On Mon, Aug 15, 2005 at 10:54:44AM +1200, Nick Roberts wrote:
> 
> I've read most of the discussion through the archives.  I find the idea of
> notifying the frontend about all changes of state a laudable goal but
> currently too difficult (for me).  However, I would still like GDB to
> convey to the frontend when the inferior is running.  Jim's point about the
> "define" command shoots down the patch that I sent earlier so I would like to
> suggest another approach.  I would like to take the "^running" and "*stopped"
> tokens out of mi-main.c and put them in infrun.c where annotate_starting and
> annotate_stopped are respectively called.  This seems more in line with the
> idea of notification and works when I test it natively on GNU/Linux.  I am
> sure that it will fail somewhere else (remote targets?) otherwise this
> approach would have surely been used in the first place.
> 
> With this method user-defined commands work as for simple GDB commands.  CLI
> commands don't give full MI output but information like the current line can
> be obtained by polling with -stack-info-frame.
> 
> -exec-next
> ^running
> (gdb) 
> *stopped,reason="end-stepping-range",thread-id="0",frame={addr="0x080484ef",func="main",args=[{name="argc",value="1"},{name="argv",value="0xbffff794"}],file="myprog.c",fullname="/home/nick/myprog.c",line="46"}
> (gdb) 
> n
> &"n\n"
> ^running
> (gdb) 
> ~"47\t  int n1=7, n2=8, n3=9;\n"
> *stopped
> ^done
> (gdb) 
> 
> Using strcmp (interpreter_p, "mi") and not strncmp (interpreter_p, "mi", 2)
> means that this should only change behaviour for the current mi level.

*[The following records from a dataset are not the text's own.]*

//! clearwave — frame-based speech noise reduction.
//!
//! A real-time spectral-subtraction pipeline: fixed-size audio frames are
//! transformed to the frequency domain, a per-bin noise floor is tracked
//! with minimum statistics, each bin is attenuated by the estimated noise
//! magnitude, and the cleaned frame is reconstructed.
//!
//! ```
//! use clearwave::dsp::NoiseReducer;
//!
//! let mut reducer = NoiseReducer::with_defaults(1024);
//! let frame = vec![0.0f32; 1024];
//! let cleaned = reducer.process_frame(&frame);
//! assert_eq!(cleaned.len(), 1024);
//! ```
//!
//! The [`dataset`] module and the `make-dataset` / `denoise-wav` tools
//! generate and exercise test material (synthetic noise, SNR mixtures);
//! they are conveniences around the core, not part of the per-frame path.

pub mod dataset;
pub mod dsp;

pub use dsp::{DenoiseParams, DenoisePreset, NoiseReducer, ParamError, StreamingNoiseReducer};
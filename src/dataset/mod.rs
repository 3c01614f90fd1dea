//! Test-material generation for noise-reduction evaluation.
//!
//! Synthesizes background noise and reference tones, mixes clean speech
//! with noise at chosen signal-to-noise ratios, and reads/writes 16-bit
//! mono WAV files. Everything here is offline tooling; nothing in the
//! per-frame processing path depends on it.

pub mod mix;
pub mod synth;
pub mod wav;

pub use mix::{loop_to_length, mix_at_snr, resample_linear, trim_or_pad};
pub use synth::{chirp, noise, tone, NoiseKind};

/// SNR levels (dB) used for the standard evaluation mix matrix.
pub const SNR_LEVELS_DB: [f32; 5] = [0.0, 5.0, 10.0, 15.0, 20.0];

/// Sample rate of all generated material.
pub const SAMPLE_RATE: u32 = 44_100;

Checking the name of the MI interpreter seems inelegant.  It'll break
this when we transition from MI2 to MI3 as the stable version for
instance.  Maybe there's a way to make mi_version usable outside of
mi/*.

Forcing this to raw_stdout is also not OK, since my whole point was to
pass this information to the interpreter so that it can distribute it
to clients appropriately - they may not be on stdout.  I realize that's
what the MI layer previously did, but I don't get a good taste in my
mouth from bypassing the MI output layer this way.

The hooks we were talking about were primarily for things like the
breakpoint list and thread list.  The ^running response is touchier.
^running is a result record, not an async record.  It has to be the
result of a command.  Bob's our expert on this, but I'd think that this
change could break the grammar.  There's probably a way to get this to
happen when the resulting prompt does not signify that another command
may be accepted now.

Certainly it makes verifying from the source that we obey the grammar
much more difficult, by moving bits of the MI implementation into
infrun.  That's enough reason for it not to have been done this way in
the first place - it's harder to maintain.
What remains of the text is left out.